What is required: Restate each entry word for word, leaving nothing out.

Records:
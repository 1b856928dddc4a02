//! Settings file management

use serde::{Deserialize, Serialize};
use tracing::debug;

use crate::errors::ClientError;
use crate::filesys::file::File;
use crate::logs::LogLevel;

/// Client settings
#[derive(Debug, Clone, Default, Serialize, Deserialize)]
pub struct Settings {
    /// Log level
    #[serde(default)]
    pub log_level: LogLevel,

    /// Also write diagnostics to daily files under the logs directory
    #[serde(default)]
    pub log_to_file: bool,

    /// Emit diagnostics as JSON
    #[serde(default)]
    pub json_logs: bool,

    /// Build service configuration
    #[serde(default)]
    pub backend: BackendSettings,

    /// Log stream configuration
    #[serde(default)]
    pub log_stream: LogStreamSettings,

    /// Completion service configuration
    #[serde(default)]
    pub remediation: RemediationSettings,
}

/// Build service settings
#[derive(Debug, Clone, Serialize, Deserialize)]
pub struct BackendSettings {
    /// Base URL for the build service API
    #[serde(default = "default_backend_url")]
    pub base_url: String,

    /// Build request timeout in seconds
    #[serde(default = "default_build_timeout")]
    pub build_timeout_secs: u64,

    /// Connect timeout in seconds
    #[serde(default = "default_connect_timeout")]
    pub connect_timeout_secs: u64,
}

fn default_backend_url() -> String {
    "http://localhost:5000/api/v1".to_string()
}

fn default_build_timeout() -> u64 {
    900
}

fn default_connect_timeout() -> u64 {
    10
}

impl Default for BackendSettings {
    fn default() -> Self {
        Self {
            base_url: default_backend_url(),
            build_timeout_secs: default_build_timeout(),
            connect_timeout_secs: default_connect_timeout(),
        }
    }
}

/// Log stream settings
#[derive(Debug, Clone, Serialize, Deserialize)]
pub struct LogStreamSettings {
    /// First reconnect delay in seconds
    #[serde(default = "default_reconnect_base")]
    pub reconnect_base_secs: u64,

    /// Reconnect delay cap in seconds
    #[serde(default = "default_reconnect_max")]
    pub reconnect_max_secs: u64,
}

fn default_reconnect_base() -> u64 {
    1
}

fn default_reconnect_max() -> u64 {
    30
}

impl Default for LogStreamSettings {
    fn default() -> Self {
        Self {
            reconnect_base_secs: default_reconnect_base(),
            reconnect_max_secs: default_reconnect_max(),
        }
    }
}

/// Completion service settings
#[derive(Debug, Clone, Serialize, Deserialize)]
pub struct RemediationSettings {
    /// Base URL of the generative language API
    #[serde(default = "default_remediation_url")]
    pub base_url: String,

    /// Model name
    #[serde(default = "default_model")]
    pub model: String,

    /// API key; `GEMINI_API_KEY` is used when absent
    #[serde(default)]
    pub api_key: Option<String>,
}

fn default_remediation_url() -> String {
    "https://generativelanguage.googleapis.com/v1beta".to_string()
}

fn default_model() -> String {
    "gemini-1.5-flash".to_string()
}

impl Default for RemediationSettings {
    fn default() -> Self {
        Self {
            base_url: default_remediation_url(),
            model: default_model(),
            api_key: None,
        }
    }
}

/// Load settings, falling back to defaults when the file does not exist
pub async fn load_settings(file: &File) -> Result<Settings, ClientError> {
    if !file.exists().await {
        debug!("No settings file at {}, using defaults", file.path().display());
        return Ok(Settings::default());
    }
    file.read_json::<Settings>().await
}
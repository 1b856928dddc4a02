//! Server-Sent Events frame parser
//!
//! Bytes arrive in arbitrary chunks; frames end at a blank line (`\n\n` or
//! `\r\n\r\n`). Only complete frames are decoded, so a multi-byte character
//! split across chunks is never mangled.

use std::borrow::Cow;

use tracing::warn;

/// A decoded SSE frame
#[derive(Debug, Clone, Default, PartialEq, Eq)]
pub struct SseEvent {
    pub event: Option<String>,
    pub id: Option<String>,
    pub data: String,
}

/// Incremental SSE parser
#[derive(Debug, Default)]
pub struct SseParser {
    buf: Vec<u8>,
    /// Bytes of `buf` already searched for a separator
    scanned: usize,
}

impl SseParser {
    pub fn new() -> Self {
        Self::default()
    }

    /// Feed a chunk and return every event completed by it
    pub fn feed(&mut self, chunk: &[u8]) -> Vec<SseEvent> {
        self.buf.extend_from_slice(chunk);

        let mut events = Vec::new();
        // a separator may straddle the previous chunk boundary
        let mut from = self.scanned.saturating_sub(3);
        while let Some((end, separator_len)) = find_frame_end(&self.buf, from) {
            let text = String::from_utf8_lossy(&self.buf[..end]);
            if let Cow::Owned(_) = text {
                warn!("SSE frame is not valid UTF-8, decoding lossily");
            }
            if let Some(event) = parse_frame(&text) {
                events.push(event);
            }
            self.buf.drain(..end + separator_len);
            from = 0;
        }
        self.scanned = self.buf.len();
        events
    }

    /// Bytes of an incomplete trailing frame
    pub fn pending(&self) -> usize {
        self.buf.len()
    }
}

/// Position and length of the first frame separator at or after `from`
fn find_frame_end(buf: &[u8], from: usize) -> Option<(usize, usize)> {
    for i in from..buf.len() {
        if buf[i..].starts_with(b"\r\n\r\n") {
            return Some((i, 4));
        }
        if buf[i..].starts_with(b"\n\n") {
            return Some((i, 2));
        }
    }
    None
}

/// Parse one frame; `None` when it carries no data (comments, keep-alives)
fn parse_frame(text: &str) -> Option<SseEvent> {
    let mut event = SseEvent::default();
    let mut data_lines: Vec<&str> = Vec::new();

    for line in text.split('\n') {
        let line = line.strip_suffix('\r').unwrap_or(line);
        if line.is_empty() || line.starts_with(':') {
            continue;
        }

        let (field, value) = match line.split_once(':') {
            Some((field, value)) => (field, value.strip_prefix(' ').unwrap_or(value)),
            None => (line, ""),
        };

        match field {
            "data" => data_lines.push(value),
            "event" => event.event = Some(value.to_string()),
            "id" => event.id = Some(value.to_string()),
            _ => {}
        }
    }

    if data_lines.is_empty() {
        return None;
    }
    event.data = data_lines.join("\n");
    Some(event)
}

Reply to the exercise:
repository 1b856928dddc4a02
//! Settings file management

use serde::{Deserialize, Serialize};
use tracing::debug;

use crate::errors::ClientError;
use crate::filesys::file::File;
use crate::logs::LogLevel;

/// Client settings
#[derive(Debug, Clone, Default, Serialize, Deserialize)]
pub struct Settings {
    /// Log level
    #[serde(default)]
    pub log_level: LogLevel,

    /// Also write diagnostics to daily files under the logs directory
    #[serde(default)]
    pub log_to_file: bool,

    /// Emit diagnostics as JSON
    #[serde(default)]
    pub json_logs: bool,

    /// Build service configuration
    #[serde(default)]
    pub backend: BackendSettings,

    /// Log stream configuration
    #[serde(default)]
    pub log_stream: LogStreamSettings,

    /// Completion service configuration
    #[serde(default)]
    pub remediation: RemediationSettings,
}

/// Build service settings
#[derive(Debug, Clone, Serialize, Deserialize)]
pub struct BackendSettings {
    /// Base URL for the build service API
    #[serde(default = "default_backend_url")]
    pub base_url: String,

    /// Build request timeout in seconds
    #[serde(default = "default_build_timeout")]
    pub build_timeout_secs: u64,

    /// Connect timeout in seconds
    #[serde(default = "default_connect_timeout")]
    pub connect_timeout_secs: u64,
}

fn default_backend_url() -> String {
    "http://localhost:5000/api/v1".to_string()
}

fn default_build_timeout() -> u64 {
    900
}

fn default_connect_timeout() -> u64 {
    10
}

impl Default for BackendSettings {
    fn default() -> Self {
        Self {
            base_url: default_backend_url(),
            build_timeout_secs: default_build_timeout(),
            connect_timeout_secs: default_connect_timeout(),
        }
    }
}

/// Log stream settings
#[derive(Debug, Clone, Serialize, Deserialize)]
pub struct LogStreamSettings {
    /// First reconnect delay in seconds
    #[serde(default = "default_reconnect_base")]
    pub reconnect_base_secs: u64,

    /// Reconnect delay cap in seconds
    #[serde(default = "default_reconnect_max")]
    pub reconnect_max_secs: u64,
}

fn default_reconnect_base() -> u64 {
    1
}

fn default_reconnect_max() -> u64 {
    30
}

impl Default for LogStreamSettings {
    fn default() -> Self {
        Self {
            reconnect_base_secs: default_reconnect_base(),
            reconnect_max_secs: default_reconnect_max(),
        }
    }
}

/// Completion service settings
#[derive(Debug, Clone, Serialize, Deserialize)]
pub struct RemediationSettings {
    /// Base URL of the generative language API
    #[serde(default = "default_remediation_url")]
    pub base_url: String,

    /// Model name
    #[serde(default = "default_model")]
    pub model: String,

    /// API key; `GEMINI_API_KEY` is used when absent
    #[serde(default)]
    pub api_key: Option<String>,
}

fn default_remediation_url() -> String {
    "https://generativelanguage.googleapis.com/v1beta".to_string()
}

fn default_model() -> String {
    "gemini-1.5-flash".to_string()
}

impl Default for RemediationSettings {
    fn default() -> Self {
        Self {
            base_url: default_remediation_url(),
            model: default_model(),
            api_key: None,
        }
    }
}

/// Load settings, falling back to defaults when the file does not exist
pub async fn load_settings(file: &File) -> Result<Settings, ClientError> {
    if !file.exists().await {
        debug!("No settings file at {}, using defaults", file.path().display());
        return Ok(Settings::default());
    }
    file.read_json::<Settings>().await
}
repository 1b856928dddc4a02
//! Server-Sent Events frame parser
//!
//! Bytes arrive in arbitrary chunks; frames end at a blank line (`\n\n` or
//! `\r\n\r\n`). Only complete frames are decoded, so a multi-byte character
//! split across chunks is never mangled.

use std::borrow::Cow;

use tracing::warn;

/// A decoded SSE frame
#[derive(Debug, Clone, Default, PartialEq, Eq)]
pub struct SseEvent {
    pub event: Option<String>,
    pub id: Option<String>,
    pub data: String,
}

/// Incremental SSE parser
#[derive(Debug, Default)]
pub struct SseParser {
    buf: Vec<u8>,
    /// Bytes of `buf` already searched for a separator
    scanned: usize,
}

impl SseParser {
    pub fn new() -> Self {
        Self::default()
    }

    /// Feed a chunk and return every event completed by it
    pub fn feed(&mut self, chunk: &[u8]) -> Vec<SseEvent> {
        self.buf.extend_from_slice(chunk);

        let mut events = Vec::new();
        // a separator may straddle the previous chunk boundary
        let mut from = self.scanned.saturating_sub(3);
        while let Some((end, separator_len)) = find_frame_end(&self.buf, from) {
            let text = String::from_utf8_lossy(&self.buf[..end]);
            if let Cow::Owned(_) = text {
                warn!("SSE frame is not valid UTF-8, decoding lossily");
            }
            if let Some(event) = parse_frame(&text) {
                events.push(event);
            }
            self.buf.drain(..end + separator_len);
            from = 0;
        }
        self.scanned = self.buf.len();
        events
    }

    /// Bytes of an incomplete trailing frame
    pub fn pending(&self) -> usize {
        self.buf.len()
    }
}

/// Position and length of the first frame separator at or after `from`
fn find_frame_end(buf: &[u8], from: usize) -> Option<(usize, usize)> {
    for i in from..buf.len() {
        if buf[i..].starts_with(b"\r\n\r\n") {
            return Some((i, 4));
        }
        if buf[i..].starts_with(b"\n\n") {
            return Some((i, 2));
        }
    }
    None
}

/// Parse one frame; `None` when it carries no data (comments, keep-alives)
fn parse_frame(text: &str) -> Option<SseEvent> {
    let mut event = SseEvent::default();
    let mut data_lines: Vec<&str> = Vec::new();

    for line in text.split('\n') {
        let line = line.strip_suffix('\r').unwrap_or(line);
        if line.is_empty() || line.starts_with(':') {
            continue;
        }

        let (field, value) = match line.split_once(':') {
            Some((field, value)) => (field, value.strip_prefix(' ').unwrap_or(value)),
            None => (line, ""),
        };

        match field {
            "data" => data_lines.push(value),
            "event" => event.event = Some(value.to_string()),
            "id" => event.id = Some(value.to_string()),
            _ => {}
        }
    }

    if data_lines.is_empty() {
        return None;
    }
    event.data = data_lines.join("\n");
    Some(event)
}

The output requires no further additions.